The note filtration was used to narrow down the total notes used for the experiment, while keeping rich content. Initially, the corpus consisted of 403,819 total notes with 1,739 unique note types. Selecting the note types with more than 60,000 DISO concepts occurrences overall resulted in keeping 17 concept-rich note types (Table 2). This filtration led to a total of 170,775 notes used for the analysis (that is, less than 1% of the note types captures over 40% of the notes). As many institutions have a similar problem of unrestricted note type changes within their medical departments, the rapidly growing and changing EHR note structures make it difficult to keep track of which notes are most important. As the importance of note types is dependent on the question being asked, it is possible to vary the semantic groups included in the analysis, thereby altering the concepts found and the note types considered to be most important. This simple way of ranking note importance by concept density is a dynamic and institution-independent way to identify the most contextually specific salient notes in their EHRs.

4.3 Similarity

To determine the best way to create the context vectors, we performed all experiments with stemming and without stemming the words in the corpus. The stemming approach showed a minor improvement over the unstemmed version and therefore we chose to report the stemmed similarity results.

4.3.1 Experiments for Concept Pairs with High Note-based Similarity

We report in this subsection results on a full list of pairs with a note-based similarity above 75% similarity, corresponding to 794 pairs.

The lexicographical comparison of definitions and synonyms of the concepts created a second layer of similarity which we used in addition to the ontological method to move pairs which are simply related to further down on the ranked list than those which are semantically similar.
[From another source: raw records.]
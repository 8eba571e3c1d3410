//! Common types, traits, and error definitions for motion-planner
//!
//! This module provides the foundational building blocks used by the
//! sampling-based planners: configuration-space primitives, the constraint
//! oracle interface, and the error types.

pub mod constraint;
pub mod error;
pub mod state;

pub use constraint::*;
pub use error::*;
pub use state::*;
Given the algorithm used for definitional similarity, we often found high similarity between parent-child concepts or concepts with a short definition or list of synonyms.

Figure 4 shows the ROC curves on the 794 pairs annotated for similarity with different combinations of the similarity measures (combinations represent an average of the individual measures). Although not reported in this paper, we also experimented with the effect of simply applying the ontological and definitional scores to rank and re-order the 794 pairs (without averaging in the note-based score itself). These resulted in slightly smaller AUCs than their note-based averaged counterparts.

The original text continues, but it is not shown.